Nirma will produce 2 million tonnes of soda ash, following the SVM buy. It had a manufacturing capacity of 0.65 million tonnes at the end of FY07 and its associate company Saukem produced 0.37 million tonnes.

The contribution of soda ash to Nirma's turnover rose from 12.6 per cent in FY05 to 15.6 per cent in FY07, aided by better prices, in spite of a decline in capacity utilisation.
 
The acquisition move will significantly change Nirma's revenue mix, with inorganic chemicals accounting for nearly half of the revenues going forward. Nirma has not been doing too well on the profitability front, with its operating profit margin having fallen from 28 per cent in FY04 to 16.5 per cent in FY07.
 
The revenues declined 5 per cent in Q2 FY08 and the margins continued to remain under pressure, declining 500 basis points y-o-y to 13.5 per cent. This is because the company has not been able to withstand competition in the soaps and detergent market.
 
While soda ash may be a commodity business, it should still earn better margins. The production cost of natural soda ash is cheaper than synthetic soda ash due to lower power and labour costs.
 
In terms of valuation, the cost of the acquisition will be upwards of one times enterprise value, according to analysts. Nirma may not find it tough to raise money for this purpose as its debt-equity ratio was 0.13 times in FY07.
 
The market reacted positively and the stock has jumped 14 per cent since the announcement of the acquisition. At Rs 234, the stock trades at a trailing 12 month P/E multiple of 22 times, which is expensive.
 
Garware Offshore: Unattractive offer
 
The open offer in Garware Offshore Services at Rs 230 a share is at a premium of about 16.8 per cent to the stock's average 26-week price prior to the announcement. But it is still at a discount of 5 per cent to the market price.

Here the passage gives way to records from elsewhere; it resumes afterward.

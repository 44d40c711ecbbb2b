//! Order types, the order lifecycle state machine, and OCO groups.

use super::ids::{OcoGroupId, OrderId};
use chrono::{DateTime, Utc};
use serde::{Deserialize, Serialize};

/// Which way the order trades.
#[derive(Debug, Clone, Copy, PartialEq, Eq, Serialize, Deserialize)]
#[serde(rename_all = "snake_case")]
pub enum OrderSide {
    Buy,
    Sell,
}

impl OrderSide {
    pub fn opposite(&self) -> OrderSide {
        match self {
            OrderSide::Buy => OrderSide::Sell,
            OrderSide::Sell => OrderSide::Buy,
        }
    }
}

/// Order kind with its price parameters.
#[derive(Debug, Clone, PartialEq, Serialize, Deserialize)]
pub enum OrderType {
    /// Fills at the next bar's open — the first price known after submission.
    Market,
    /// Fills at the limit price or better.
    Limit { limit_price: f64 },
    /// Triggers when price reaches the stop level, then fills as a market
    /// order with gap slippage.
    StopMarket { stop_price: f64 },
    /// Triggers at the stop level, then becomes a limit order evaluated
    /// against the remainder of the same bar's range.
    StopLimit { stop_price: f64, limit_price: f64 },
}

/// Order lifecycle states.
///
/// `Created → Submitted → {Pending | Active} → {Filled | Cancelled |
/// Rejected | Expired}`. `Pending` is reserved for OCO bracket legs waiting
/// on their entry's fill; everything else goes straight to `Active`.
#[derive(Debug, Clone, PartialEq, Eq, Serialize, Deserialize)]
pub enum OrderStatus {
    /// Constructed, not yet accepted by the order book.
    Created,
    /// Accepted by the order book.
    Submitted,
    /// OCO bracket leg waiting for its entry order to fill.
    Pending,
    /// Eligible for fill evaluation.
    Active,
    /// Completely filled. Orders fill whole or not at all.
    Filled,
    /// Cancelled with a reason (OCO sibling filled, user cancel, halt, ...).
    Cancelled { reason: String },
    /// Rejected before ever becoming active (halt, size limits, bad request).
    Rejected { reason: String },
    /// Never filled by the time the bar stream ended.
    Expired,
}

impl OrderStatus {
    pub fn is_terminal(&self) -> bool {
        matches!(
            self,
            OrderStatus::Filled
                | OrderStatus::Cancelled { .. }
                | OrderStatus::Rejected { .. }
                | OrderStatus::Expired
        )
    }
}

/// Role an order plays in a bracket. Drives the same-bar exit tie-break.
#[derive(Debug, Clone, Copy, PartialEq, Eq, Serialize, Deserialize)]
#[serde(rename_all = "snake_case")]
pub enum OrderRole {
    Standalone,
    Entry,
    TakeProfit,
    StopLoss,
}

/// A single order. Owned exclusively by the order book for its entire
/// lifetime; everything else holds only the `OrderId`.
#[derive(Debug, Clone, Serialize, Deserialize)]
pub struct Order {
    pub id: OrderId,
    pub symbol: String,
    pub side: OrderSide,
    /// Contract count. Always positive; direction comes from `side`.
    pub size: u32,
    pub order_type: OrderType,
    pub status: OrderStatus,
    pub role: OrderRole,
    pub created_at: DateTime<Utc>,
    pub fill_price: Option<f64>,
    pub fill_time: Option<DateTime<Utc>>,
    pub oco_group_id: Option<OcoGroupId>,
    /// When an OCO leg left `Pending`. Legs activated within a bar-group are
    /// not eligible for fills in that same group unless zero-bar latency is
    /// configured.
    pub activated_at: Option<DateTime<Utc>>,
    /// Stop-limit latch: the stop condition has been met, only the limit
    /// condition remains.
    pub stop_triggered: bool,
}

impl Order {
    pub fn is_active(&self) -> bool {
        self.status == OrderStatus::Active
    }

    pub fn is_working(&self) -> bool {
        matches!(
            self.status,
            OrderStatus::Submitted | OrderStatus::Pending | OrderStatus::Active
        )
    }

    /// Net position delta this order produces when filled.
    pub fn signed_size(&self) -> i64 {
        match self.side {
            OrderSide::Buy => i64::from(self.size),
            OrderSide::Sell => -i64::from(self.size),
        }
    }
}

/// OCO bracket group state.
#[derive(Debug, Clone, Copy, PartialEq, Eq, Serialize, Deserialize)]
#[serde(rename_all = "snake_case")]
pub enum OcoState {
    /// Entry not yet filled; legs are dormant.
    PendingEntry,
    /// Entry filled; legs are live.
    Active,
    /// One leg filled (sibling cancelled), or the whole group cancelled.
    Resolved,
}

/// One-cancels-other group linking a bracket entry with its exit legs.
///
/// Invariant: at most one of take-profit/stop-loss ever reaches `Filled`;
/// the instant one fills the sibling is cancelled, before any other order
/// is processed.
///
/// Leg prices are expressed in ticks from the entry fill and fixed the
/// moment the entry fills.
#[derive(Debug, Clone, Serialize, Deserialize)]
pub struct OcoGroup {
    pub id: OcoGroupId,
    pub entry_id: OrderId,
    pub take_profit_id: OrderId,
    pub stop_loss_id: OrderId,
    pub state: OcoState,
    pub take_profit_ticks: u32,
    pub stop_loss_ticks: u32,
}

impl OcoGroup {
    /// The other exit leg, if `id` is one of them.
    pub fn sibling_of(&self, id: OrderId) -> Option<OrderId> {
        if id == self.take_profit_id {
            Some(self.stop_loss_id)
        } else if id == self.stop_loss_id {
            Some(self.take_profit_id)
        } else {
            None
        }
    }
}

/// Audit trail entry for an order state transition.
#[derive(Debug, Clone, Serialize, Deserialize)]
pub struct OrderAuditEntry {
    pub order_id: OrderId,
    pub timestamp: DateTime<Utc>,
    pub from_status: OrderStatus,
    pub to_status: OrderStatus,
    pub reason: String,
}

The open offer is being made at 19 times estimated CY07 earnings and 13-14 times estimated CY08 earnings. Indiastar, a Mauritius-based fund, upped its stake in the company beyond 15 per cent after a share conversion and is thus legally required to make the open offer.

The boom in the upstream oil sector has resulted in spot day hire rates for vessels touching nearly $100,000 a day in September 2007 quarter compared with $30,000 per day a year earlier, point out analysts.

As a result, the core operating profit margin of Garware Offshore rose by 310 basis points annually to 60.4 per cent in the June quarter.

High crude oil prices is expected to ensure strong demand conditions for Garware's vessels and allied services over the next few quarters.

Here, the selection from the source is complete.